The NYT joins the LAT in fronting a big photo from Samarra, where joint U.S.-Iraqi patrols encountered only sporadic small-arms fire yesterday. "We studied what had happened in Najaf and elsewhere very carefully, and we learned some important lessons," a commander of one of the four U.S. battalions that took the city told the NYT. The papers say the military is hoping that the assault can serve as a model for future operations in other insurgent strongholds, such as Fallujah. According to the WP, Samarrans ventured outside yesterday for the first time since the attack began, but the LAT makes clear that the city is still under a tight lid. To discourage would-be bombers, a bridge over the Tigris carried signs warning, "No stopping or you will be shot."

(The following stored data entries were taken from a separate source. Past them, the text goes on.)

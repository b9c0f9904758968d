//! Tracker registry: one tracker per resource kind

use crate::error::{HadesError, Result};
use crate::models::ResourceKind;
use crate::trackers::Tracker;
use std::collections::HashMap;
use std::sync::Arc;

/// Static kind -> tracker table
#[derive(Clone, Default)]
pub struct TrackerRegistry {
    trackers: HashMap<ResourceKind, Arc<dyn Tracker>>,
}

impl TrackerRegistry {
    pub fn new() -> Self {
        Self::default()
    }

    /// Register a tracker under the kind it reports
    pub fn register(mut self, tracker: Arc<dyn Tracker>) -> Self {
        self.trackers.insert(tracker.kind(), tracker);
        self
    }

    pub fn get(&self, kind: ResourceKind) -> Option<Arc<dyn Tracker>> {
        self.trackers.get(&kind).cloned()
    }

    /// Fail unless every resource kind has a tracker
    pub fn validate(&self) -> Result<()> {
        let missing: Vec<&str> = ResourceKind::ALL
            .iter()
            .filter(|kind| !self.trackers.contains_key(kind))
            .map(|kind| kind.as_str())
            .collect();

        if missing.is_empty() {
            Ok(())
        } else {
            Err(HadesError::Config(format!(
                "No tracker registered for: {}",
                missing.join(", ")
            )))
        }
    }
}

impl std::fmt::Debug for TrackerRegistry {
    fn fmt(&self, f: &mut std::fmt::Formatter<'_>) -> std::fmt::Result {
        let mut kinds: Vec<_> = self.trackers.keys().collect();
        kinds.sort();
        f.debug_struct("TrackerRegistry").field("kinds", &kinds).finish()
    }
}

In response, perhaps, to yesterday's detailed NYT story, which suggested that the Bush administration ignored significant doubts that Saddam Hussein was attempting to reconstitute his nukes program, Condoleezza Rice hit the Sunday shows to defend the decision to go to war. Although a mountain of evidence shows that it is unlikely that aluminum tubes Iraq had purchased could be used in uranium centrifuges, Rice said, "As I understand it, people are still debating this." An expert told the WP that Rice "is being disingenuous, and just departing from any effort to find the truth."

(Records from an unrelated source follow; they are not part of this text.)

//! Database row tracker
//!
//! Captures the rows an `UPDATE` or `DELETE` is about to touch and writes them
//! back on rollback. The WHERE predicate is interpolated into the capture
//! query verbatim, exactly as the caller wrote it, so it must come from a
//! trusted actor. Table and column names are checked as plain identifiers and
//! every value is bound as a parameter.

use crate::classifier::{first_statement, Target};
use crate::db::Database;
use crate::models::{
    CapturedRow, Compensation, ResourceKind, RollbackAction, RollbackOutcome, RowSnapshot,
    StateSnapshot,
};
use crate::trackers::Tracker;
use async_trait::async_trait;
use regex::Regex;
use serde_json::Value as JsonValue;
use sqlx::query::Query;
use sqlx::sqlite::{Sqlite, SqliteArguments, SqliteRow};
use sqlx::{Column, Row, TypeInfo, ValueRef};
use std::sync::{Arc, LazyLock};
use tracing::{debug, info, warn};

static IDENTIFIER_RE: LazyLock<Regex> =
    LazyLock::new(|| Regex::new(r"^[A-Za-z_][A-Za-z0-9_]*$").expect("valid identifier regex"));

/// Column used to address captured rows when restoring updates
const KEY_COLUMN: &str = "id";

pub fn is_identifier(name: &str) -> bool {
    IDENTIFIER_RE.is_match(name)
}

/// Tracker for `sql_*` operations against the row store
#[derive(Clone, Debug)]
pub struct RowTracker {
    store: Arc<Database>,
}

impl RowTracker {
    pub fn new(store: Arc<Database>) -> Self {
        Self { store }
    }

    async fn capture(&self, table: &str, predicate: &str) -> StateSnapshot {
        if !is_identifier(table) {
            return StateSnapshot::uncaptured(format!("'{}' is not a plain table name", table));
        }
        if first_statement(predicate).len() != predicate.trim().len() {
            return StateSnapshot::uncaptured("predicate holds more than one statement");
        }

        let query = format!("SELECT * FROM {} WHERE {}", table, predicate);
        match sqlx::query(&query).fetch_all(self.store.pool()).await {
            Ok(rows) => {
                let rows: Vec<CapturedRow> = rows.iter().map(row_to_map).collect();
                debug!(table = %table, rows = rows.len(), "Rows captured");
                StateSnapshot::Rows(RowSnapshot::new(table, predicate, rows))
            }
            Err(e) => {
                warn!(table = %table, error = %e, "Row capture failed");
                StateSnapshot::uncaptured(format!("Row capture failed: {}", e))
            }
        }
    }

    async fn restore_updated(&self, snapshot: &RowSnapshot) -> RollbackOutcome {
        if snapshot.rows.is_empty() {
            return RollbackOutcome::failed(
                RollbackAction::NoRowsToRestore,
                format!("No rows of {} were captured", snapshot.table),
            );
        }
        if let Err(detail) = check_identifiers(snapshot) {
            return RollbackOutcome::failed(RollbackAction::Failed, detail);
        }

        let mut tx = match self.store.pool().begin().await {
            Ok(tx) => tx,
            Err(e) => return row_store_failure("begin transaction", e),
        };

        let mut restored = 0u64;
        let mut skipped = 0usize;
        for row in &snapshot.rows {
            let Some(key) = row.get(KEY_COLUMN) else {
                skipped += 1;
                continue;
            };
            let columns: Vec<&String> = row.keys().filter(|c| c.as_str() != KEY_COLUMN).collect();
            if columns.is_empty() {
                skipped += 1;
                continue;
            }

            let assignments = columns
                .iter()
                .map(|c| format!("{} = ?", c))
                .collect::<Vec<_>>()
                .join(", ");
            let sql = format!(
                "UPDATE {} SET {} WHERE {} = ?",
                snapshot.table, assignments, KEY_COLUMN
            );

            let mut query = sqlx::query(&sql);
            for column in &columns {
                query = bind_value(query, &row[column.as_str()]);
            }
            query = bind_value(query, key);

            match query.execute(&mut *tx).await {
                Ok(result) => restored += result.rows_affected(),
                Err(e) => return row_store_failure("restore row", e),
            }
        }

        if let Err(e) = tx.commit().await {
            return row_store_failure("commit", e);
        }

        info!(table = %snapshot.table, restored, skipped, "Updated rows restored");
        let mut detail = format!("Restored {} row(s) of {}", restored, snapshot.table);
        if skipped > 0 {
            detail.push_str(&format!("; skipped {} row(s) without an {} column", skipped, KEY_COLUMN));
        }
        RollbackOutcome::succeeded(RollbackAction::Restored, detail).with_rows_restored(restored)
    }

    async fn reinsert_deleted(&self, snapshot: &RowSnapshot) -> RollbackOutcome {
        if snapshot.rows.is_empty() {
            return RollbackOutcome::failed(
                RollbackAction::NoRowsToRestore,
                format!("No rows of {} were captured", snapshot.table),
            );
        }
        if let Err(detail) = check_identifiers(snapshot) {
            return RollbackOutcome::failed(RollbackAction::Failed, detail);
        }

        let mut tx = match self.store.pool().begin().await {
            Ok(tx) => tx,
            Err(e) => return row_store_failure("begin transaction", e),
        };

        let mut inserted = 0u64;
        for row in &snapshot.rows {
            let columns: Vec<&str> = row.keys().map(String::as_str).collect();
            let placeholders = vec!["?"; columns.len()].join(", ");
            let sql = format!(
                "INSERT INTO {} ({}) VALUES ({})",
                snapshot.table,
                columns.join(", "),
                placeholders
            );

            let mut query = sqlx::query(&sql);
            for value in row.values() {
                query = bind_value(query, value);
            }

            match query.execute(&mut *tx).await {
                Ok(result) => inserted += result.rows_affected(),
                Err(e) => return row_store_failure("re-insert row", e),
            }
        }

        if let Err(e) = tx.commit().await {
            return row_store_failure("commit", e);
        }

        info!(table = %snapshot.table, inserted, "Deleted rows re-inserted");
        RollbackOutcome::succeeded(
            RollbackAction::Reinserted,
            format!("Re-inserted {} row(s) into {}", inserted, snapshot.table),
        )
        .with_rows_restored(inserted)
    }
}

#[async_trait]
impl Tracker for RowTracker {
    fn kind(&self) -> ResourceKind {
        ResourceKind::DatabaseRow
    }

    async fn capture_before(&self, target: &Target) -> StateSnapshot {
        match target {
            Target::Rows { table, predicate } => self.capture(table, predicate).await,
            other => StateSnapshot::uncaptured(format!("row tracker cannot capture {:?}", other)),
        }
    }

    async fn execute_rollback(
        &self,
        compensation: Compensation,
        before: &StateSnapshot,
    ) -> RollbackOutcome {
        let StateSnapshot::Rows(snapshot) = before else {
            return RollbackOutcome::failed(
                RollbackAction::MissingTarget,
                "No row snapshot was captured",
            );
        };

        match compensation {
            Compensation::RestoreUpdatedRows => self.restore_updated(snapshot).await,
            Compensation::ReinsertDeletedRows => self.reinsert_deleted(snapshot).await,
            other => RollbackOutcome::failed(
                RollbackAction::NoStrategy,
                format!("Row tracker cannot run {:?}", other),
            ),
        }
    }
}

fn row_store_failure(step: &str, error: sqlx::Error) -> RollbackOutcome {
    warn!(step, error = %error, "Row store compensation failed");
    RollbackOutcome::failed(
        RollbackAction::Failed,
        format!("Row store failed to {}: {}", step, error),
    )
}

fn check_identifiers(snapshot: &RowSnapshot) -> std::result::Result<(), String> {
    if !is_identifier(&snapshot.table) {
        return Err(format!("'{}' is not a plain table name", snapshot.table));
    }
    for row in &snapshot.rows {
        if let Some(column) = row.keys().find(|c| !is_identifier(c)) {
            return Err(format!("'{}' is not a plain column name", column));
        }
    }
    Ok(())
}

/// Decode one row into column name -> JSON value
fn row_to_map(row: &SqliteRow) -> CapturedRow {
    let mut map = CapturedRow::new();

    for column in row.columns() {
        let index = column.ordinal();
        let value = match row.try_get_raw(index) {
            Ok(raw) if raw.is_null() => JsonValue::Null,
            Ok(raw) => {
                let type_name = raw.type_info().name().to_ascii_uppercase();
                decode_value(row, index, &type_name)
            }
            Err(_) => JsonValue::Null,
        };
        map.insert(column.name().to_string(), value);
    }

    map
}

fn decode_value(row: &SqliteRow, index: usize, type_name: &str) -> JsonValue {
    match type_name {
        "INTEGER" | "INT" | "BIGINT" | "INT8" | "BOOLEAN" => row
            .try_get_unchecked::<i64, _>(index)
            .map(JsonValue::from)
            .unwrap_or(JsonValue::Null),
        "REAL" | "FLOAT" | "DOUBLE" | "NUMERIC" => row
            .try_get_unchecked::<f64, _>(index)
            .map(JsonValue::from)
            .unwrap_or(JsonValue::Null),
        "BLOB" => row
            .try_get_unchecked::<Vec<u8>, _>(index)
            .map(JsonValue::from)
            .unwrap_or(JsonValue::Null),
        _ => row
            .try_get_unchecked::<String, _>(index)
            .map(JsonValue::from)
            .unwrap_or(JsonValue::Null),
    }
}

/// Bind a captured JSON value with the closest SQLite type
fn bind_value<'q>(
    query: Query<'q, Sqlite, SqliteArguments<'q>>,
    value: &JsonValue,
) -> Query<'q, Sqlite, SqliteArguments<'q>> {
    match value {
        JsonValue::Null => query.bind(None::<String>),
        JsonValue::Bool(b) => query.bind(*b),
        JsonValue::Number(n) => match n.as_i64() {
            Some(i) => query.bind(i),
            None => query.bind(n.as_f64()),
        },
        JsonValue::String(s) => query.bind(s.clone()),
        JsonValue::Array(items) => match blob_bytes(items) {
            Some(bytes) => query.bind(bytes),
            None => query.bind(value.to_string()),
        },
        JsonValue::Object(_) => query.bind(value.to_string()),
    }
}

fn blob_bytes(items: &[JsonValue]) -> Option<Vec<u8>> {
    items
        .iter()
        .map(|item| item.as_u64().and_then(|n| u8::try_from(n).ok()))
        .collect()
}

#[cfg(test)]
mod tests {
    use super::*;
    use serde_json::json;

    #[test]
    fn test_identifier_check() {
        assert!(is_identifier("items"));
        assert!(is_identifier("_audit_log2"));
        assert!(!is_identifier("items; DROP TABLE x"));
        assert!(!is_identifier("2fast"));
        assert!(!is_identifier(""));
    }

    #[test]
    fn test_blob_bytes() {
        assert_eq!(blob_bytes(&[json!(1), json!(255)]), Some(vec![1, 255]));
        assert_eq!(blob_bytes(&[json!(1), json!(256)]), None);
        assert_eq!(blob_bytes(&[json!("a")]), None);
    }

    #[tokio::test]
    async fn test_capture_decodes_column_types() {
        let store = Database::in_memory().await.unwrap();
        sqlx::query(
            "CREATE TABLE things (id INTEGER PRIMARY KEY, name TEXT, price REAL, note TEXT, raw BLOB)",
        )
        .execute(store.pool())
        .await
        .unwrap();
        sqlx::query("INSERT INTO things VALUES (1, 'bolt', 0.25, NULL, x'0102')")
            .execute(store.pool())
            .await
            .unwrap();

        let tracker = RowTracker::new(Arc::new(store));
        let target = Target::Rows {
            table: "things".to_string(),
            predicate: "id = 1".to_string(),
        };
        let StateSnapshot::Rows(snapshot) = tracker.capture_before(&target).await else {
            panic!("expected row snapshot");
        };

        assert_eq!(snapshot.row_count, 1);
        let row = &snapshot.rows[0];
        assert_eq!(row["id"], json!(1));
        assert_eq!(row["name"], json!("bolt"));
        assert_eq!(row["price"], json!(0.25));
        assert_eq!(row["note"], JsonValue::Null);
        assert_eq!(row["raw"], json!([1, 2]));
    }

    #[tokio::test]
    async fn test_capture_rejects_non_identifier_table() {
        let tracker = RowTracker::new(Arc::new(Database::in_memory().await.unwrap()));
        let target = Target::Rows {
            table: "a b".to_string(),
            predicate: "1 = 1".to_string(),
        };
        assert!(!tracker.capture_before(&target).await.is_captured());
    }

    #[tokio::test]
    async fn test_capture_never_runs_a_second_statement() {
        let store = Arc::new(Database::in_memory().await.unwrap());
        sqlx::query("CREATE TABLE items (id INTEGER PRIMARY KEY, qty INTEGER)")
            .execute(store.pool())
            .await
            .unwrap();
        sqlx::query("INSERT INTO items VALUES (1, 5), (2, 7)")
            .execute(store.pool())
            .await
            .unwrap();

        let tracker = RowTracker::new(store.clone());
        let target = Target::Rows {
            table: "items".to_string(),
            predicate: "id = 1; DELETE FROM items WHERE id = 2".to_string(),
        };
        assert!(!tracker.capture_before(&target).await.is_captured());

        let count: (i64,) = sqlx::query_as("SELECT COUNT(*) FROM items")
            .fetch_one(store.pool())
            .await
            .unwrap();
        assert_eq!(count.0, 2);
    }

    #[tokio::test]
    async fn test_capture_failure_is_uncaptured() {
        let tracker = RowTracker::new(Arc::new(Database::in_memory().await.unwrap()));
        let target = Target::Rows {
            table: "missing_table".to_string(),
            predicate: "id = 1".to_string(),
        };
        let snapshot = tracker.capture_before(&target).await;
        assert!(matches!(snapshot, StateSnapshot::Uncaptured { ref reason } if reason.contains("missing_table")));
    }

    #[tokio::test]
    async fn test_empty_capture_has_nothing_to_restore() {
        let tracker = RowTracker::new(Arc::new(Database::in_memory().await.unwrap()));
        let before = StateSnapshot::Rows(RowSnapshot::new("items", "id = 9", Vec::new()));

        for compensation in [Compensation::RestoreUpdatedRows, Compensation::ReinsertDeletedRows] {
            let outcome = tracker.execute_rollback(compensation, &before).await;
            assert!(!outcome.success);
            assert_eq!(outcome.action, RollbackAction::NoRowsToRestore);
        }
    }
}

The papers check in on that other presidential election—the one in Afghanistan, which takes place on Oct. 9. The WP fronts a piece about fears that intimidation by local warlords will taint the result. In a survey over the summer, some 88 percent of Afghan respondents said the government had to do more to curb the power of regional militias. But the NYT focuses more hopefully on democracy classes, which school voters in the art of the secret ballot. "Suppose you are faced with a commander or very rich person and he wants you to vote for the person he wants," a civic educator told one class. "You can tell him 'O.K.,' but when you go to vote, no one can see what you do, and when you come out, he will not know who you voted for."
Spanish and French authorities captured the leader of the Basque separatist group ETA yesterday in a raid in southwestern France. There are few details, but Spain's El Mundoreports that the operation was four years in the making.
Last Thursday, the WP reported some rather, um, bold propaganda moves by the Pentagon and the U.S. Agency for International Development—including a USAID decision to restrict distribution of less-than-upbeat reports Kroll Security International has been preparing for the Agency about the situation in Iraq. (Those reports formed the basis of a particularly damning WP piece last Sunday, which prompted USAID to stop distributing them.) The Post's Al Kamen notes inside, however, that some Kroll reports are still available online; the most recent pours cold water on the prospect than an election can be held by January and suggests U.S. intransigence on the issue is a ploy tied to Bush's re-election campaign. Kamen offers the administration some advice: "Either these guys get on message, or that contract will have to be terminated."